Required action | Return the full set of records, matching them character for character.
BEGIN The input
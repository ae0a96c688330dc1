use axum::{
    http::HeaderValue,
    routing::{delete, get, post},
    Router,
};
use tower_http::cors::{Any, CorsLayer};
use tower_http::trace::TraceLayer;

use super::handlers::{self, AppState};

/// Build the router around an existing session
pub fn create_app(session: AppState) -> Router {
    Router::new()
        .route("/health", get(handlers::health_handler))
        // Session routes
        .route("/api/session", get(handlers::get_session_handler))
        .route("/api/session/connect", post(handlers::connect_handler))
        .route(
            "/api/session/switch-network",
            post(handlers::switch_network_handler),
        )
        // Log routes
        .route("/api/logs", get(handlers::get_logs_handler))
        .route("/api/logs/refresh", post(handlers::refresh_logs_handler))
        .route("/api/moments", post(handlers::create_moment_handler))
        .route("/api/capsules", post(handlers::create_capsule_handler))
        .route("/api/notices", delete(handlers::dismiss_notices_handler))
        .with_state(session)
}

pub async fn start_server(addr: &str, session: AppState) -> anyhow::Result<()> {
    // Set ALLOWED_ORIGINS="https://chronolog.example,https://preview.chronolog.example" for production
    // If not set, allows any origin (development mode)
    let cors = match std::env::var("ALLOWED_ORIGINS") {
        Ok(origins) if !origins.is_empty() => {
            log::info!("CORS configured for origins: {}", origins);
            let origin_list: Vec<HeaderValue> = origins
                .split(',')
                .filter_map(|s| match s.trim().parse() {
                    Ok(origin) => Some(origin),
                    Err(e) => {
                        log::warn!("Ignoring invalid CORS origin '{}': {}", s.trim(), e);
                        None
                    }
                })
                .collect();
            CorsLayer::new()
                .allow_origin(origin_list)
                .allow_methods(Any)
                .allow_headers(Any)
        }
        _ => {
            log::warn!("CORS: Allowing all origins (development mode). Set ALLOWED_ORIGINS env var for production.");
            CorsLayer::new()
                .allow_origin(Any)
                .allow_methods(Any)
                .allow_headers(Any)
        }
    };

    let app = create_app(session)
        .layer(cors)
        .layer(TraceLayer::new_for_http());

    let listener = tokio::net::TcpListener::bind(addr).await?;
    log::info!("Server listening on http://{}", addr);

    axum::serve(listener, app)
        .with_graceful_shutdown(shutdown_signal())
        .await?;

    Ok(())
}

/// Handle graceful shutdown signals (Ctrl+C, SIGTERM)
async fn shutdown_signal() {
    let ctrl_c = async {
        if let Err(e) = tokio::signal::ctrl_c().await {
            log::error!("Failed to install Ctrl+C handler: {}", e);
            std::future::pending::<()>().await;
        }
    };

    #[cfg(unix)]
    let terminate = async {
        match tokio::signal::unix::signal(tokio::signal::unix::SignalKind::terminate()) {
            Ok(mut signal) => {
                signal.recv().await;
            }
            Err(e) => {
                log::error!("Failed to install SIGTERM handler: {}", e);
                std::future::pending::<()>().await;
            }
        }
    };

    #[cfg(not(unix))]
    let terminate = std::future::pending::<()>();

    tokio::select! {
        _ = ctrl_c => {
            log::info!("Received Ctrl+C signal");
        },
        _ = terminate => {
            log::info!("Received SIGTERM signal");
        },
    }

    log::info!("Shutdown signal received, exiting gracefully...");
}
END The input
Expected answer |
repository ae0a96c688330dc1
use axum::{
    http::HeaderValue,
    routing::{delete, get, post},
    Router,
};
use tower_http::cors::{Any, CorsLayer};
use tower_http::trace::TraceLayer;

use super::handlers::{self, AppState};

/// Build the router around an existing session
pub fn create_app(session: AppState) -> Router {
    Router::new()
        .route("/health", get(handlers::health_handler))
        // Session routes
        .route("/api/session", get(handlers::get_session_handler))
        .route("/api/session/connect", post(handlers::connect_handler))
        .route(
            "/api/session/switch-network",
            post(handlers::switch_network_handler),
        )
        // Log routes
        .route("/api/logs", get(handlers::get_logs_handler))
        .route("/api/logs/refresh", post(handlers::refresh_logs_handler))
        .route("/api/moments", post(handlers::create_moment_handler))
        .route("/api/capsules", post(handlers::create_capsule_handler))
        .route("/api/notices", delete(handlers::dismiss_notices_handler))
        .with_state(session)
}

pub async fn start_server(addr: &str, session: AppState) -> anyhow::Result<()> {
    // Set ALLOWED_ORIGINS="https://chronolog.example,https://preview.chronolog.example" for production
    // If not set, allows any origin (development mode)
    let cors = match std::env::var("ALLOWED_ORIGINS") {
        Ok(origins) if !origins.is_empty() => {
            log::info!("CORS configured for origins: {}", origins);
            let origin_list: Vec<HeaderValue> = origins
                .split(',')
                .filter_map(|s| match s.trim().parse() {
                    Ok(origin) => Some(origin),
                    Err(e) => {
                        log::warn!("Ignoring invalid CORS origin '{}': {}", s.trim(), e);
                        None
                    }
                })
                .collect();
            CorsLayer::new()
                .allow_origin(origin_list)
                .allow_methods(Any)
                .allow_headers(Any)
        }
        _ => {
            log::warn!("CORS: Allowing all origins (development mode). Set ALLOWED_ORIGINS env var for production.");
            CorsLayer::new()
                .allow_origin(Any)
                .allow_methods(Any)
                .allow_headers(Any)
        }
    };

    let app = create_app(session)
        .layer(cors)
        .layer(TraceLayer::new_for_http());

    let listener = tokio::net::TcpListener::bind(addr).await?;
    log::info!("Server listening on http://{}", addr);

    axum::serve(listener, app)
        .with_graceful_shutdown(shutdown_signal())
        .await?;

    Ok(())
}

/// Handle graceful shutdown signals (Ctrl+C, SIGTERM)
async fn shutdown_signal() {
    let ctrl_c = async {
        if let Err(e) = tokio::signal::ctrl_c().await {
            log::error!("Failed to install Ctrl+C handler: {}", e);
            std::future::pending::<()>().await;
        }
    };

    #[cfg(unix)]
    let terminate = async {
        match tokio::signal::unix::signal(tokio::signal::unix::SignalKind::terminate()) {
            Ok(mut signal) => {
                signal.recv().await;
            }
            Err(e) => {
                log::error!("Failed to install SIGTERM handler: {}", e);
                std::future::pending::<()>().await;
            }
        }
    };

    #[cfg(not(unix))]
    let terminate = std::future::pending::<()>();

    tokio::select! {
        _ = ctrl_c => {
            log::info!("Received Ctrl+C signal");
        },
        _ = terminate => {
            log::info!("Received SIGTERM signal");
        },
    }

    log::info!("Shutdown signal received, exiting gracefully...");
}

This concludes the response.